━━━━━ Listed entries ━━━━━

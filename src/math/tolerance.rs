//! Tolerance-based float comparisons and the canonical point order.
//!
//! Two tolerances live here and they are not interchangeable:
//! [`float_eq`] and friends use the absolute [`EPSILON`] for boundary and
//! degeneracy tests inside the kernel, while [`PrecisionKey`] rounds to a
//! fixed number of decimal digits and decides when two independently
//! computed intersections are the same point.

use std::cmp::Ordering;

use super::{Point2, EPSILON};

/// Returns `true` if `a` and `b` differ by less than [`EPSILON`].
#[must_use]
pub fn float_eq(a: f64, b: f64) -> bool {
    (a - b).abs() < EPSILON
}

/// Returns `true` if `a < b` or the two are [`float_eq`].
#[must_use]
pub fn float_le(a: f64, b: f64) -> bool {
    float_eq(a, b) || a < b
}

/// Returns `true` if `a > b` or the two are [`float_eq`].
#[must_use]
pub fn float_ge(a: f64, b: f64) -> bool {
    float_eq(a, b) || a > b
}

/// Canonical point order: by `x`, then by `y`, each compared with [`float_eq`]
/// treated as a tie.
#[must_use]
pub fn sort_by_xy(a: &Point2, b: &Point2) -> Ordering {
    if float_eq(a.x, b.x) {
        if float_eq(a.y, b.y) {
            return Ordering::Equal;
        }
        if a.y > b.y {
            return Ordering::Greater;
        }
        return Ordering::Less;
    }
    if a.x > b.x {
        Ordering::Greater
    } else {
        Ordering::Less
    }
}

/// Fixed-point decimal rendering of a value.
///
/// The exact binary value is rounded to `digits` decimals, so `3.45` renders
/// as `3.5` and `3.55` as `3.5`. Negative zero renders like zero.
#[must_use]
pub fn to_fixed(value: f64, digits: u32) -> String {
    let text = format!("{:.*}", digits as usize, value);
    match text.strip_prefix('-') {
        Some(rest) if rest.bytes().all(|b| b == b'0' || b == b'.') => rest.to_owned(),
        _ => text,
    }
}

/// Returns `true` if `a` and `b` agree when rounded to `digits` decimals.
#[must_use]
pub fn precision_eq(a: f64, b: f64, digits: u32) -> bool {
    to_fixed(a, digits) == to_fixed(b, digits)
}

/// Rounded coordinates of a point, used as the identity of an intersection.
///
/// Equality on keys is exactly [`precision_eq`] on both coordinates, which
/// makes it a true equivalence and safe to hash.
#[derive(Debug, Clone, PartialEq, Eq, Hash)]
pub struct PrecisionKey {
    x: String,
    y: String,
}

impl PrecisionKey {
    /// Builds the key of `point` at `digits` decimals.
    #[must_use]
    pub fn new(point: &Point2, digits: u32) -> Self {
        Self {
            x: to_fixed(point.x, digits),
            y: to_fixed(point.y, digits),
        }
    }
}
mod hexagon;
mod square;

pub use hexagon::{HexagonFrame, HexagonTemplate};
pub use square::SquareTemplate;
pub mod curve;
pub mod element;
pub mod tile;
pub mod transform;

pub use curve::{Circle, Line};
pub use element::ConstructionElement;
pub use tile::Tile;
pub use transform::Transform;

━━━━━

**Problem to solve**
Could you repeat exactly the lines above from the line with "of a value." up to and including the line with "agree when rounded", and only those?

**Response below**
/// Fixed-point decimal rendering of a value.
///
/// The exact binary value is rounded to `digits` decimals, so `3.45` renders
/// as `3.5` and `3.55` as `3.5`. Negative zero renders like zero.
#[must_use]
pub fn to_fixed(value: f64, digits: u32) -> String {
    let text = format!("{:.*}", digits as usize, value);
    match text.strip_prefix('-') {
        Some(rest) if rest.bytes().all(|b| b == b'0' || b == b'.') => rest.to_owned(),
        _ => text,
    }
}

/// Returns `true` if `a` and `b` agree when rounded to `digits` decimals.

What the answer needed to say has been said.